Wednesday 1 July 2020

After a year of jumping through hoops, MasterCard approved our Lightning based solution. Here's part 2 of our story in the journey from India to Silicon Valley to push for adoption

We'd ranted about our dream to create a solution that would enable people to actually use and do things with Bitcoin as evident in my post history. As a bunch of young founders, we realized quickly after developing our first hardware prototypes how hard that was actually going to be and how ridiculously capital intensive that process was, for a market that was waning away during the "crypto-winter". We ended up open-sourcing a portion of our developed hardware and had to absolutely put it on ice until we have more funds to build it out.

Almost every investor in the Baltics told us to go away when we mentioned the word Bitcoin and today we're proud to say that we didn't pivot into launching a random token, IEO, or whatever to raise funds to make our dream come true. We realized Silicon Valley was where we needed to be and we managed to get UC Berkeley's SkyDeck VC interested in the problem we wanted to solve. Our first in person interaction was - "We don't usually invest in hardware, crypto companies and B2C companies, but you guys are all three!" Long story short, as a bunch of young adults, we got UC Berkeley and Charlie Lee to invest in us among others!
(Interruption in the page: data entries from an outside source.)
use std::sync::mpsc::{self, Sender};
use std::thread;
use std::time::Duration;

use crossterm::event::{KeyCode, KeyEvent, KeyModifiers};
use ratatui::{backend::TestBackend, Terminal};

use rectclick::app;
use rectclick::config::Settings;
use rectclick::engine::{EndReason, Engine};
use rectclick::palette::Rgb;
use rectclick::session::SessionConfig;
use rectclick::runtime::{FixedTicker, GameEvent, Runner, TestEventSource};

// Headless integration using the internal runtime + TestBackend without a TTY

fn key(code: KeyCode) -> GameEvent {
    GameEvent::Key(KeyEvent::new(code, KeyModifiers::NONE))
}

fn send_str(tx: &Sender<GameEvent>, s: &str) {
    for c in s.chars() {
        tx.send(key(KeyCode::Char(c))).unwrap();
    }
}

fn send_backspaces(tx: &Sender<GameEvent>, n: usize) {
    for _ in 0..n {
        tx.send(key(KeyCode::Backspace)).unwrap();
    }
}

fn runner(rx: mpsc::Receiver<GameEvent>) -> Runner<TestEventSource, FixedTicker> {
    Runner::new(
        TestEventSource::new(rx),
        FixedTicker::new(Duration::from_millis(5)),
    )
}

fn terminal() -> Terminal<TestBackend> {
    Terminal::new(TestBackend::new(90, 30)).unwrap()
}

/// Answers the six prompts: name, a 1 second session, defaults otherwise.
fn answer_setup(tx: &Sender<GameEvent>, name: &str) {
    send_backspaces(tx, 4);
    send_str(tx, name);
    tx.send(key(KeyCode::Enter)).unwrap();
    send_backspaces(tx, 2);
    send_str(tx, "1");
    for _ in 0..5 {
        tx.send(key(KeyCode::Enter)).unwrap();
    }
}

#[test]
fn intake_collects_config_from_key_events() {
    let (tx, rx) = mpsc::channel();
    let runner = runner(rx);
    let mut terminal = terminal();

    answer_setup(&tx, "ada");

    let config = app::run_intake(&mut terminal, &runner)
        .unwrap()
        .expect("setup should complete");
    assert_eq!(config.player_name, "ada");
    assert_eq!(config.duration_secs, 1);
    assert_eq!((config.rect_width, config.rect_height), (100, 50));
    assert_eq!(config.rect_color, Rgb(0, 0, 0));
    assert_eq!(config.background_color, Rgb(255, 255, 255));
}

#[test]
fn intake_quit_returns_none() {
    let (tx, rx) = mpsc::channel();
    let runner = runner(rx);
    let mut terminal = terminal();

    tx.send(key(KeyCode::Enter)).unwrap();
    tx.send(key(KeyCode::Esc)).unwrap();

    assert!(app::run_intake(&mut terminal, &runner).unwrap().is_none());
}

#[test]
fn one_second_session_runs_to_completion_and_saves() {
    let dir = tempfile::tempdir().unwrap();
    let settings = Settings {
        results_dir: dir.path().to_path_buf(),
        ..Default::default()
    };
    let (tx, rx) = mpsc::channel();
    let runner = runner(rx);
    let mut terminal = terminal();

    answer_setup(&tx, "ada");
    // Bottom-right cell is on the counter panel: always a misclick.
    tx.send(GameEvent::Click { column: 89, row: 29 }).unwrap();

    // Dismiss the chart once the session is over.
    let closer = tx.clone();
    let handle = thread::spawn(move || {
        thread::sleep(Duration::from_millis(1500));
        closer.send(key(KeyCode::Char('q'))).unwrap();
    });

    let outcome = app::play(&mut terminal, &runner, &settings, Some(11))
        .unwrap()
        .expect("session should run");
    handle.join().unwrap();

    assert_eq!(outcome.end_reason, EndReason::TimeUp);
    assert!(outcome.summary().starts_with("Time's up! ada's final score: Clicks - 1"));

    let result = outcome.result;
    assert_eq!(result.player_name, "ada");
    assert_eq!(result.clicks, 1);
    assert_eq!(result.misclicks, 1);
    assert_eq!(result.score, 0);

    let (player, master) = outcome.saved.unwrap();
    let text = std::fs::read_to_string(player).unwrap();
    assert!(text.starts_with("User: ada\nScore: 0\nClicks: 1\nMisclicks: 1\nTimeouts: "));
    let all = std::fs::read_to_string(master).unwrap();
    assert!(all.ends_with("----------\n"));
}

#[test]
fn quitting_mid_session_still_reports_tallies() {
    let dir = tempfile::tempdir().unwrap();
    let settings = Settings {
        results_dir: dir.path().to_path_buf(),
        ..Default::default()
    };
    let (tx, rx) = mpsc::channel();
    let runner = runner(rx);
    let mut terminal = terminal();

    send_backspaces(&tx, 4);
    send_str(&tx, "bob");
    for _ in 0..6 {
        tx.send(key(KeyCode::Enter)).unwrap();
    }

    let feeder = tx.clone();
    let handle = thread::spawn(move || {
        thread::sleep(Duration::from_millis(100));
        feeder.send(key(KeyCode::Esc)).unwrap();
        thread::sleep(Duration::from_millis(200));
        feeder.send(key(KeyCode::Enter)).unwrap();
    });

    let outcome = app::play(&mut terminal, &runner, &settings, Some(3))
        .unwrap()
        .expect("session should run");
    handle.join().unwrap();

    assert_eq!(outcome.result.player_name, "bob");
    assert_eq!(outcome.result.clicks, 0);
    assert_eq!(outcome.end_reason, EndReason::Quit);
    assert!(outcome.summary().starts_with("bob quit early: Clicks - 0"));
    assert!(dir.path().join("bob_results.txt").exists());
}

#[test]
fn clicks_in_the_same_frame_as_a_quit_are_counted() {
    let (tx, rx) = mpsc::channel();
    let runner = runner(rx);
    let mut terminal = terminal();
    let mut engine = Engine::new(SessionConfig::default(), Some(5));

    // Both cells are on the counter panel, so both are misclicks.
    tx.send(GameEvent::Click { column: 89, row: 29 }).unwrap();
    tx.send(GameEvent::Click { column: 89, row: 28 }).unwrap();
    tx.send(key(KeyCode::Esc)).unwrap();

    app::run_session(&mut terminal, &runner, &mut engine).unwrap();

    let result = engine.result();
    assert_eq!(engine.end_reason(), Some(EndReason::Quit));
    assert_eq!(result.clicks, 2);
    assert_eq!(result.misclicks, 2);
    assert_eq!(result.score, 0);
}

#[test]
fn closed_input_ends_setup_and_session() {
    let (tx, rx) = mpsc::channel();
    drop(tx);
    let runner = runner(rx);
    let mut terminal = terminal();

    assert!(app::run_intake(&mut terminal, &runner).unwrap().is_none());

    let mut engine = Engine::new(SessionConfig::default(), Some(5));
    app::run_session(&mut terminal, &runner, &mut engine).unwrap();
    assert_eq!(engine.end_reason(), Some(EndReason::Quit));
}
Admittedly, it's been uncertainty layered upon uncertainty but we didn't want to solve any problem other than the one pushing for the mass adoption of Bitcoin.
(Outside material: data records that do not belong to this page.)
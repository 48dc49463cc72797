pub mod charting;
pub mod setup;

use rand::Rng;
use ratatui::{
    buffer::Buffer,
    layout::Rect,
    style::{Color, Modifier, Style},
    text::Line,
    widgets::{Paragraph, Widget},
};

use crate::{
    engine::Engine,
    geometry::{Viewport, PLAYFIELD_WIDTH},
    palette::Rgb,
};

const PANEL_LEFT_PADDING: u16 = 1;

impl<R: Rng> Widget for &Engine<R> {
    fn render(self, area: Rect, buf: &mut Buffer) {
        if area.is_empty() {
            return;
        }
        let viewport = Viewport::new(area);
        let background = Color::from(self.config.background_color);
        let rect_color = Color::from(self.config.rect_color);
        let panel_color = Color::from(Rgb::PANEL_GRAY);
        let rectangle = self.state.rectangle;

        for row in area.top()..area.bottom() {
            for column in area.left()..area.right() {
                let Some(p) = viewport.to_logical(column, row) else {
                    continue;
                };
                let color = if p.x >= PLAYFIELD_WIDTH as i32 {
                    panel_color
                } else if rectangle.contains(p) {
                    rect_color
                } else {
                    background
                };
                if let Some(cell) = buf.cell_mut((column, row)) {
                    cell.set_symbol(" ");
                    cell.set_bg(color);
                }
            }
        }

        let text_style = Style::default()
            .fg(Color::Black)
            .add_modifier(Modifier::BOLD);

        let panel = viewport.side_panel();
        let counters = Paragraph::new(vec![
            Line::from(format!("Score: {}", self.state.score)),
            Line::default(),
            Line::from(format!("Clicks: {}", self.state.click_count)),
            Line::default(),
            Line::from(format!("Misclicks: {}", self.state.misclick_count)),
            Line::default(),
            Line::from(format!("Timeouts: {}", self.state.timeout_count)),
        ])
        .style(text_style.bg(panel_color));
        counters.render(
            Rect {
                x: panel.x + PANEL_LEFT_PADDING.min(panel.width),
                y: panel.y,
                width: panel.width.saturating_sub(PANEL_LEFT_PADDING),
                height: panel.height,
            },
            buf,
        );

        // Bottom-left of the playfield.
        let timer = Paragraph::new(format!(
            "Time left: {}s",
            self.state.remaining_secs.trunc() as u64
        ))
        .style(text_style.bg(background));
        timer.render(
            Rect::new(
                area.x + 1.min(area.width),
                area.bottom() - 1,
                panel.x.saturating_sub(area.x + 1),
                1,
            ),
            buf,
        );
    }
}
As beautiful as it would be if the entire world cared about privacy and security, and used hardware wallets to secure their crypto, the first steps are to push adoption, bring new users onto Bitcoin and provide new and better ways for existing Bitcoiners to do things with their Bitcoin. With that in mind, being a tiny company, after hundreds of conversations with financial institutions, banks and electronic money institutions in Europe and the USA, it's clear these big organizations still do not want to be associated with Bitcoin unless you're coming to them with atleast $2-10M in the bank. Despite this, after a long winded uphill battle, we've finally built out our Lightning Network based card product whose absolutely most primitive form was approved by MasterCard today. This is a tiny ftraction of all the stuff we've shelved away until we can grow to be a larger company with more resources. In any case, if you would like to join our private beta and test it out firsthand, it's on lastbit.io. This is a fully functional testnet application that gives you a feel for what this is all about and mirrors the main app as well.

Thanks for reading this rant. Your feedback, if any, would be greatly appreciated.